Few industries provoke as much division and emotion as oil and gas. Activists accuse it of recklessly pushing ahead with projects that will wreak climate havoc, wielding malign influence on climate negotiations, and subverting climate science. In the eyes of critics, the fact that the upcoming UN climate conference, COP28, is being led by the CEO of ADNOC, the United Arab Emirates’ state oil company, has doomed it from the start.
Within the industry itself, a profoundly different worldview dominates. By this account, energy from hydrocarbons has unlocked huge global economic progress over the last century, the industry is now rising to the challenge of decarbonisation, and – whatever its detractors might wish for – oil and gas will remain economically essential for decades to come.
Amid such arguments, it can be difficult to discern where the truth lies. What follows are five basic, and hopefully balanced, observations in that respect, drawing from my experience analysing and advising on the sustainability and geopolitical strategies of large firms, including energy and resource companies.
1. Industry initiatives on climate are multiplying, but they mostly skirt around the biggest challenge.

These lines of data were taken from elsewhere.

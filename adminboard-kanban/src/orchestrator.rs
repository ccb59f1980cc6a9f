//! KanbanOrchestrator - one board instance for one host module
//!
//! Owns the pointer sensor, the gesture state machine, the active filter and
//! the commit controller. The host feeds pointer input (or the toolkit's
//! drag callbacks) and renders `columns()`.

use crate::audit::AuditTrail;
use crate::board::{lock, RecordBoard};
use crate::column::StatusColumn;
use crate::commit::{CommitOutcome, OptimisticCommitController};
use crate::dedup::AuditDeduplicator;
use crate::drag::{
    DragSession, DraggableRecord, DroppableColumn, GesturePhase, Point, PointerSensor,
    RecordPhase, Viewer,
};
use crate::error::{KanbanError, Result};
use crate::events::{BoardEvent, EventBus};
use crate::filter::BoardFilter;
use crate::ports::Ports;
use crate::types::{Record, RecordId, Status};
use crate::validator::{classify_target, Transition};
use adminboard_config::KanbanConfig;
use serde::Serialize;
use std::sync::{Arc, Mutex};
use tokio::sync::broadcast;
use tracing::debug;

/// How a pointer gesture ended
#[derive(Debug)]
pub enum GestureOutcome {
    /// No press or session was active
    Ignored,
    /// Released before the activation distance; open the detail view
    Clicked(RecordId),
    /// Released outside every column
    Cancelled { record_id: RecordId },
    /// Dropped on a key that is not a status column
    Invalid { record_id: RecordId, value: String },
    /// Dropped on a column; the commit result
    Transition(CommitOutcome),
}

impl GestureOutcome {
    pub fn commit(&self) -> Option<&CommitOutcome> {
        match self {
            Self::Transition(outcome) => Some(outcome),
            _ => None,
        }
    }
}

/// One rendered column: header, drop target and cards
#[derive(Debug, Clone, PartialEq, Serialize)]
pub struct ColumnView {
    pub column: StatusColumn,
    pub droppable: DroppableColumn,
    pub cards: Vec<DraggableRecord>,
}

impl ColumnView {
    /// Card count shown in the column header
    pub fn count(&self) -> usize {
        self.cards.len()
    }
}

pub struct KanbanOrchestrator {
    board: Arc<RecordBoard>,
    viewer: Viewer,
    sensor: PointerSensor,
    dragging_opacity: f32,
    filter: Mutex<BoardFilter>,
    gesture: Mutex<GesturePhase>,
    audit: Arc<AuditTrail>,
    commits: OptimisticCommitController,
    events: EventBus,
}

impl KanbanOrchestrator {
    /// Wire a board for `viewer` from validated configuration
    pub fn new(
        config: &KanbanConfig,
        board: Arc<RecordBoard>,
        ports: Ports,
        viewer: Viewer,
    ) -> Result<Self> {
        config.validate()?;

        let events = EventBus::new(config.events.channel_capacity);
        let dedup = AuditDeduplicator::from_config(&config.audit)?;
        let audit = Arc::new(AuditTrail::new(ports.audit, dedup, events.clone()));
        let commits = OptimisticCommitController::new(
            board.clone(),
            ports.persistence,
            ports.notifications,
            audit.clone(),
            events.clone(),
        );

        Ok(Self {
            board,
            viewer,
            sensor: PointerSensor::from_config(&config.drag),
            dragging_opacity: config.drag.dragging_opacity,
            filter: Mutex::new(BoardFilter::all()),
            gesture: Mutex::new(GesturePhase::Idle),
            audit,
            commits,
            events,
        })
    }

    // =========================================================================
    // Pointer input
    // =========================================================================

    /// Arm a press on a card. Returns false when the record is unknown or a
    /// drag is already in progress.
    pub fn pointer_down(&self, record_id: &RecordId, point: Point) -> bool {
        let Some(record) = self.board.get(record_id) else {
            debug!(%record_id, "press on unknown record ignored");
            return false;
        };
        let draggable = self.viewer.can_drag(&record);

        let mut gesture = lock(&self.gesture);
        if matches!(*gesture, GesturePhase::Dragging(_)) {
            return false;
        }
        *gesture = GesturePhase::Pressed {
            record_id: record_id.clone(),
            origin: point,
            draggable,
        };
        true
    }

    /// Track the pointer and the column under it. Returns whether a drag
    /// session is active after the move.
    pub fn pointer_move(&self, point: Point, over: Option<Status>) -> bool {
        let phase = lock(&self.gesture).clone();
        match phase {
            GesturePhase::Idle => false,
            GesturePhase::Pressed {
                record_id,
                origin,
                draggable,
            } => {
                if !draggable || !self.sensor.is_activated(origin, point) {
                    return false;
                }
                if !self.begin_drag(&record_id, origin) {
                    return false;
                }
                self.update_session(point, over);
                true
            }
            GesturePhase::Dragging(_) => {
                self.update_session(point, over);
                true
            }
        }
    }

    /// Release the pointer over `drop_target` (a column key), or outside
    /// every column
    pub async fn pointer_up(&self, drop_target: Option<&str>) -> GestureOutcome {
        let phase = std::mem::take(&mut *lock(&self.gesture));
        match phase {
            GesturePhase::Idle => GestureOutcome::Ignored,
            GesturePhase::Pressed { record_id, .. } => {
                debug!(%record_id, "press released before activation, treated as click");
                GestureOutcome::Clicked(record_id)
            }
            GesturePhase::Dragging(session) => self.finish_drag(session, drop_target).await,
        }
    }

    /// Abandon any press or drag without committing
    pub fn pointer_cancel(&self) {
        let phase = std::mem::take(&mut *lock(&self.gesture));
        if let GesturePhase::Dragging(session) = phase {
            debug!(record_id = %session.active_record_id, "drag cancelled");
            self.events.publish(BoardEvent::DragEnded {
                record_id: session.active_record_id,
                target: None,
            });
        }
    }

    // =========================================================================
    // Drag lifecycle callbacks
    // =========================================================================

    /// Open a drag session for `record_id` anchored at the pointer
    /// position `origin`. Only local state changes.
    pub fn on_drag_start(&self, record_id: &RecordId, origin: Point) -> bool {
        self.begin_drag(record_id, origin)
    }

    /// Close the session; a column key commits, `None` just cancels
    pub async fn on_drag_end(&self, drop_target: Option<&str>) -> GestureOutcome {
        let phase = std::mem::take(&mut *lock(&self.gesture));
        match phase {
            GesturePhase::Dragging(session) => self.finish_drag(session, drop_target).await,
            _ => GestureOutcome::Ignored,
        }
    }

    /// Move a record to the column identified by `target_key` without a
    /// gesture. The drag permission gate does not apply.
    pub async fn transition(&self, record_id: &RecordId, target_key: &str) -> Result<CommitOutcome> {
        let Some(record) = self.board.get(record_id) else {
            let to = target_key.parse::<Status>()?;
            return Ok(self.commits.commit(record_id, to, &self.viewer.name).await);
        };

        match classify_target(record.status, target_key)? {
            Transition::NoOp => {
                debug!(%record_id, status = %record.status, "dropped on own column");
                Ok(CommitOutcome::NoOp {
                    record_id: record_id.clone(),
                })
            }
            Transition::Effective { to, .. } => {
                Ok(self.commits.commit(record_id, to, &self.viewer.name).await)
            }
        }
    }

    fn begin_drag(&self, record_id: &RecordId, origin: Point) -> bool {
        let Some(record) = self.board.get(record_id) else {
            debug!(%record_id, "drag start on unknown record ignored");
            return false;
        };
        if !self.viewer.can_drag(&record) {
            debug!(%record_id, viewer = %self.viewer.name, "drag not permitted");
            return false;
        }

        {
            let mut gesture = lock(&self.gesture);
            if matches!(*gesture, GesturePhase::Dragging(_)) {
                return false;
            }
            *gesture = GesturePhase::Dragging(DragSession::new(record_id.clone(), origin));
        }

        debug!(%record_id, "drag started");
        self.events.publish(BoardEvent::DragStarted {
            record_id: record_id.clone(),
        });
        true
    }

    fn update_session(&self, point: Point, over: Option<Status>) {
        if let GesturePhase::Dragging(session) = &mut *lock(&self.gesture) {
            session.current = point;
            session.over = over;
        }
    }

    async fn finish_drag(&self, session: DragSession, drop_target: Option<&str>) -> GestureOutcome {
        let record_id = session.active_record_id;
        self.events.publish(BoardEvent::DragEnded {
            record_id: record_id.clone(),
            target: drop_target.and_then(|key| key.parse().ok()),
        });

        let Some(key) = drop_target else {
            debug!(%record_id, "dropped outside any column");
            return GestureOutcome::Cancelled { record_id };
        };

        match self.transition(&record_id, key).await {
            Ok(outcome) => GestureOutcome::Transition(outcome),
            Err(e) => {
                e.log("drop target rejected");
                GestureOutcome::Invalid {
                    record_id,
                    value: key.to_string(),
                }
            }
        }
    }

    // =========================================================================
    // Queries
    // =========================================================================

    /// The four columns in board order with their visible cards
    pub fn columns(&self) -> Vec<ColumnView> {
        let visible = self.visible_records();
        let session = self.session();

        StatusColumn::all()
            .iter()
            .map(|column| ColumnView {
                column: *column,
                droppable: DroppableColumn::new(column.status, session.as_ref()),
                cards: visible
                    .iter()
                    .filter(|record| column.contains(record))
                    .map(|record| {
                        DraggableRecord::new(
                            record.clone(),
                            &self.viewer,
                            session.as_ref(),
                            self.dragging_opacity,
                        )
                    })
                    .collect(),
            })
            .collect()
    }

    /// Records passing the active filter, in board order
    pub fn visible_records(&self) -> Vec<Record> {
        let filter = self.filter();
        self.board
            .snapshot()
            .into_iter()
            .filter(|record| filter.matches(record))
            .collect()
    }

    pub fn set_filter(&self, filter: BoardFilter) {
        *lock(&self.filter) = filter;
    }

    pub fn filter(&self) -> BoardFilter {
        lock(&self.filter).clone()
    }

    pub fn record(&self, record_id: &RecordId) -> Result<Record> {
        self.board
            .get(record_id)
            .ok_or_else(|| KanbanError::RecordNotFound {
                id: record_id.to_string(),
            })
    }

    pub fn phase_of(&self, record_id: &RecordId) -> RecordPhase {
        if self.commits.is_in_flight(record_id) {
            return RecordPhase::Committing;
        }
        match self.session() {
            Some(session) if &session.active_record_id == record_id => RecordPhase::Dragging,
            _ => RecordPhase::Idle,
        }
    }

    pub fn gesture(&self) -> GesturePhase {
        lock(&self.gesture).clone()
    }

    pub fn session(&self) -> Option<DragSession> {
        lock(&self.gesture).session().cloned()
    }

    pub fn is_dragging(&self) -> bool {
        self.session().is_some()
    }

    pub fn active_record_id(&self) -> Option<RecordId> {
        self.session().map(|session| session.active_record_id)
    }

    pub fn subscribe(&self) -> broadcast::Receiver<BoardEvent> {
        self.events.subscribe()
    }

    pub fn board(&self) -> &Arc<RecordBoard> {
        &self.board
    }

    /// Audit path for the host's create/delete and derived-field changes
    pub fn audit(&self) -> &Arc<AuditTrail> {
        &self.audit
    }

    pub fn viewer(&self) -> &Viewer {
        &self.viewer
    }
}

impl std::fmt::Debug for KanbanOrchestrator {
    fn fmt(&self, f: &mut std::fmt::Formatter<'_>) -> std::fmt::Result {
        f.debug_struct("KanbanOrchestrator")
            .field("viewer", &self.viewer)
            .field("sensor", &self.sensor)
            .field("gesture", &self.gesture)
            .finish_non_exhaustive()
    }
}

A flagship initiative of the UAE’s COP28 team is expected to be a broad coalition of oil and gas firms – the ‘Global Decarbonization Alliance’ – committed to, among other things, achieving net-zero emissions from their own operations and also from the energy they purchase (so-called scope 1 and 2 emissions) by 2050. It runs alongside multiple other industry-led climate pushes. The Oil and Gas Climate Initiative, for example, brings together 12 of the world’s largest oil and gas firms. Among its programmes, it seeks to eliminate methane leaks from industry facilities, and also to scale up carbon capture, utilisation and storage (CCUS). A growing set of individual oil and gas firms, meanwhile, are directly investing billions in low-carbon technologies, including CCUS, hydrogen, biofuels, solar and wind power.

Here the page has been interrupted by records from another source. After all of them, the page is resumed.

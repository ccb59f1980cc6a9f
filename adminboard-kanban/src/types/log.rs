//! Audit log entry types for the change-log view

use super::ids::{AuditEntryId, RecordId};
use super::record::Record;
use super::status::Status;
use chrono::{DateTime, Utc};
use serde::{Deserialize, Serialize};
use std::fmt;

/// Field name recorded for status transitions
pub const STATUS_FIELD: &str = "status";

/// Kind of change an audit entry records
#[derive(Debug, Clone, Copy, PartialEq, Eq, Hash, Serialize, Deserialize)]
pub enum AuditAction {
    #[serde(rename = "추가")]
    Create,
    #[serde(rename = "수정")]
    Update,
    #[serde(rename = "삭제")]
    Delete,
}

impl AuditAction {
    pub fn label(&self) -> &'static str {
        match self {
            Self::Create => "추가",
            Self::Update => "수정",
            Self::Delete => "삭제",
        }
    }
}

impl fmt::Display for AuditAction {
    fn fmt(&self, f: &mut fmt::Formatter<'_>) -> fmt::Result {
        f.write_str(self.label())
    }
}

/// One immutable row of the change log
#[derive(Debug, Clone, PartialEq, Serialize, Deserialize)]
pub struct AuditLogEntry {
    /// Unique ID for this entry
    pub id: AuditEntryId,

    /// The record the change applies to
    pub record_id: RecordId,

    /// Human-readable code of the record
    pub target_code: String,

    pub action: AuditAction,

    /// Sentence shown in the change-log tab
    pub description: String,

    pub before_value: String,

    pub after_value: String,

    pub changed_field: String,

    pub team: String,

    /// Who made the change
    pub actor_name: String,

    /// When the change was committed
    pub timestamp: DateTime<Utc>,
}

impl AuditLogEntry {
    /// Create an entry for `record`, stamped now
    pub fn new(
        record: &Record,
        action: AuditAction,
        changed_field: impl Into<String>,
        before_value: impl Into<String>,
        after_value: impl Into<String>,
        description: impl Into<String>,
        actor_name: impl Into<String>,
    ) -> Self {
        Self {
            id: AuditEntryId::new(),
            record_id: record.id.clone(),
            target_code: record.code.clone(),
            action,
            description: description.into(),
            before_value: before_value.into(),
            after_value: after_value.into(),
            changed_field: changed_field.into(),
            team: record.team.clone(),
            actor_name: actor_name.into(),
            timestamp: Utc::now(),
        }
    }

    /// Entry for a committed status transition of `record` (pre-transition snapshot)
    pub fn status_change(record: &Record, to: Status, actor_name: impl Into<String>) -> Self {
        let description = format!(
            "{} '{}'({}) 상태 변경: {} → {}",
            record.kind.noun(),
            record.display_title,
            record.code,
            record.status,
            to
        );
        Self::new(
            record,
            AuditAction::Update,
            STATUS_FIELD,
            record.status.label(),
            to.label(),
            description,
            actor_name,
        )
    }

    /// Entry for a change of a derived field such as "latest revision"
    pub fn field_change(
        record: &Record,
        field: &str,
        before: &str,
        after: &str,
        actor_name: impl Into<String>,
    ) -> Self {
        let description = format!(
            "{} '{}'({}) {} 변경: {} → {}",
            record.kind.noun(),
            record.display_title,
            record.code,
            field,
            display_or_dash(before),
            display_or_dash(after)
        );
        Self::new(
            record,
            AuditAction::Update,
            field,
            before,
            after,
            description,
            actor_name,
        )
    }

    /// Entry for a record the host module just created
    pub fn created(record: &Record, actor_name: impl Into<String>) -> Self {
        let description = format!(
            "{} '{}'({}) 추가",
            record.kind.noun(),
            record.display_title,
            record.code
        );
        Self::new(
            record,
            AuditAction::Create,
            "-",
            "",
            record.display_title.as_str(),
            description,
            actor_name,
        )
    }

    /// Entry for a record the host module just deleted
    pub fn deleted(record: &Record, actor_name: impl Into<String>) -> Self {
        let description = format!(
            "{} '{}'({}) 삭제",
            record.kind.noun(),
            record.display_title,
            record.code
        );
        Self::new(
            record,
            AuditAction::Delete,
            "-",
            record.display_title.as_str(),
            "",
            description,
            actor_name,
        )
    }
}

fn display_or_dash(value: &str) -> &str {
    if value.is_empty() {
        "-"
    } else {
        value
    }
}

There is much activity, then – but the bulk of it is focused on reducing emissions from the production of oil and gas rather than from the burning of hydrocarbons in downstream sectors such as transport and power (these amount to the industry’s scope 3 emissions). Yet the latter constitute some 80 to 95 per cent of total carbon emissions from the sector.

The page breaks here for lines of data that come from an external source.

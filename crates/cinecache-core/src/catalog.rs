//! Single entry point for catalog queries.
//!
//! `Catalog` maps each query to its `CacheKey`, routes it through the
//! in-memory `QueryCache` and, on a miss, to the `CatalogSource`.
//! Successful fetches are copied to the disk cache; in offline mode the
//! disk cache is the only source.

use std::future::Future;
use std::sync::Arc;

use serde::{de::DeserializeOwned, Serialize};
use tracing::{debug, info, warn};

use crate::api::{ApiError, CatalogSource};
use crate::cache::{CacheKey, CacheManager, QueryCache, QuerySnapshot};
use crate::models::{CatalogDetail, CatalogItem, CategoryList, QueryResult};

pub type ItemPage = QueryResult<CatalogItem>;

pub struct Catalog {
    source: Arc<dyn CatalogSource>,
    lists: QueryCache<CacheKey, ItemPage>,
    details: QueryCache<CacheKey, CatalogDetail>,
    categories: QueryCache<CacheKey, CategoryList>,
    disk: Option<CacheManager>,
    offline: bool,
}

impl Catalog {
    pub fn new(source: Arc<dyn CatalogSource>) -> Self {
        Self {
            source,
            lists: QueryCache::new(),
            details: QueryCache::new(),
            categories: QueryCache::new(),
            disk: None,
            offline: false,
        }
    }

    /// Copy every successful fetch to `disk`, and serve from it offline.
    pub fn with_disk_cache(mut self, disk: CacheManager) -> Self {
        self.disk = Some(disk);
        self
    }

    pub fn disk_cache(&self) -> Option<&CacheManager> {
        self.disk.as_ref()
    }

    pub fn is_offline(&self) -> bool {
        self.offline
    }

    /// Switch between network and disk-only mode. Memory entries are
    /// dropped so nothing fetched under the old mode is served under the
    /// new one.
    pub fn set_offline(&mut self, offline: bool) {
        if self.offline != offline {
            info!(offline, "Catalog mode changed");
            self.offline = offline;
            self.clear();
        }
    }

    pub fn clear(&self) {
        self.lists.clear();
        self.details.clear();
        self.categories.clear();
    }

    // ===== Queries =====

    pub async fn trending(&self) -> Result<Arc<ItemPage>, ApiError> {
        self.fetch(&self.lists, CacheKey::Trending, |source| async move {
            source.fetch_trending().await
        })
        .await
    }

    /// One page of results for `term`. A blank term resolves to the empty
    /// result without touching the cache or the network.
    pub async fn search(&self, term: &str, page: u32) -> Result<Arc<ItemPage>, ApiError> {
        let term = term.trim().to_string();
        if term.is_empty() {
            return Ok(Arc::new(QueryResult::empty()));
        }

        let key = CacheKey::search(&term, page);
        self.fetch(&self.lists, key, move |source| async move {
            source.fetch_search(&term, page).await
        })
        .await
    }

    pub async fn detail(&self, id: u64) -> Result<Arc<CatalogDetail>, ApiError> {
        self.fetch(&self.details, CacheKey::Detail(id), move |source| async move {
            source.fetch_detail(id).await
        })
        .await
    }

    pub async fn categories(&self) -> Result<Arc<CategoryList>, ApiError> {
        self.fetch(&self.categories, CacheKey::Categories, |source| async move {
            source.fetch_categories().await
        })
        .await
    }

    /// Fetch trending again even if it is cached.
    pub async fn refresh_trending(&self) -> Result<Arc<ItemPage>, ApiError> {
        if self.offline {
            return self.trending().await;
        }
        let source = Arc::clone(&self.source);
        let disk = self.disk.clone();
        self.lists
            .refetch(CacheKey::Trending, move || async move {
                let page = source.fetch_trending().await?;
                Self::write_disk(disk.as_ref(), &CacheKey::Trending, &page);
                Ok(page)
            })
            .await
    }

    // ===== Entry state =====

    pub fn trending_state(&self) -> QuerySnapshot<ItemPage> {
        self.lists.get(&CacheKey::Trending)
    }

    pub fn search_state(&self, term: &str, page: u32) -> QuerySnapshot<ItemPage> {
        self.lists.get(&CacheKey::search(term, page))
    }

    pub fn detail_state(&self, id: u64) -> QuerySnapshot<CatalogDetail> {
        self.details.get(&CacheKey::Detail(id))
    }

    pub fn invalidate(&self, key: &CacheKey) -> bool {
        match key {
            CacheKey::Trending | CacheKey::Search { .. } => self.lists.invalidate(key),
            CacheKey::Detail(_) => self.details.invalidate(key),
            CacheKey::Categories => self.categories.invalidate(key),
        }
    }

    // ===== Dispatch =====

    fn fetch<V, F, Fut>(
        &self,
        cache: &QueryCache<CacheKey, V>,
        key: CacheKey,
        fetch: F,
    ) -> impl Future<Output = Result<Arc<V>, ApiError>> + Send + 'static
    where
        V: Serialize + DeserializeOwned + Send + Sync + 'static,
        F: FnOnce(Arc<dyn CatalogSource>) -> Fut,
        Fut: Future<Output = Result<V, ApiError>> + Send + 'static,
    {
        let disk = self.disk.clone();
        let disk_key = key.clone();

        if self.offline {
            return futures::future::Either::Left(cache.run(key, move || async move {
                Self::read_disk(disk.as_ref(), &disk_key)
            }));
        }

        let source = Arc::clone(&self.source);
        futures::future::Either::Right(cache.run(key, move || {
            let request = fetch(source);
            async move {
                let value = request.await?;
                Self::write_disk(disk.as_ref(), &disk_key, &value);
                Ok(value)
            }
        }))
    }

    fn read_disk<V: DeserializeOwned>(disk: Option<&CacheManager>, key: &CacheKey) -> Result<V, ApiError> {
        let Some(disk) = disk else {
            return Err(ApiError::Offline(key.to_string()));
        };
        match disk.load::<V>(key) {
            Ok(Some(cached)) => {
                debug!(key = %key, age = %cached.age_display(), "Serving from disk cache");
                Ok(cached.data)
            }
            Ok(None) => Err(ApiError::Offline(key.to_string())),
            Err(e) => {
                warn!(key = %key, error = %e, "Unreadable disk cache entry");
                Err(ApiError::Offline(key.to_string()))
            }
        }
    }

    fn write_disk<V: Serialize>(disk: Option<&CacheManager>, key: &CacheKey, value: &V) {
        if let Some(disk) = disk {
            if let Err(e) = disk.save(key, value) {
                warn!(key = %key, error = %e, "Failed to write disk cache");
            }
        }
    }
}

Oil and gas firms range from progressive to recalcitrant in their approach towards climate action. Importantly, however, for the vast majority, maintaining or increasing their production for years ahead in order to meet expected customer demand remains central to their business model. This makes it difficult in their minds even to contemplate absolute scope 3 targets (see, for example, this analysis from Carbon Tracker). Even for those companies investing relatively heavily in cleaner energy sources such as renewables, this is still typically a small fraction of their total capital investment – oil and gas continues to get the lion’s share. The industry as a whole is investing only about 2.5 per cent of its total capital spending on clean energy, as an important new analysis from the International Energy Agency (IEA) highlighted last week.
Powerful short-term pressures have recently been entrenching this status quo. Many shareholders have been urging energy firms to stick with oil and gas production, given its current outsized returns compared with renewables. Anxious about geopolitical conflict and security of supplies of oil and gas, governments have similarly been pushing many firms to accelerate production, not restrain it.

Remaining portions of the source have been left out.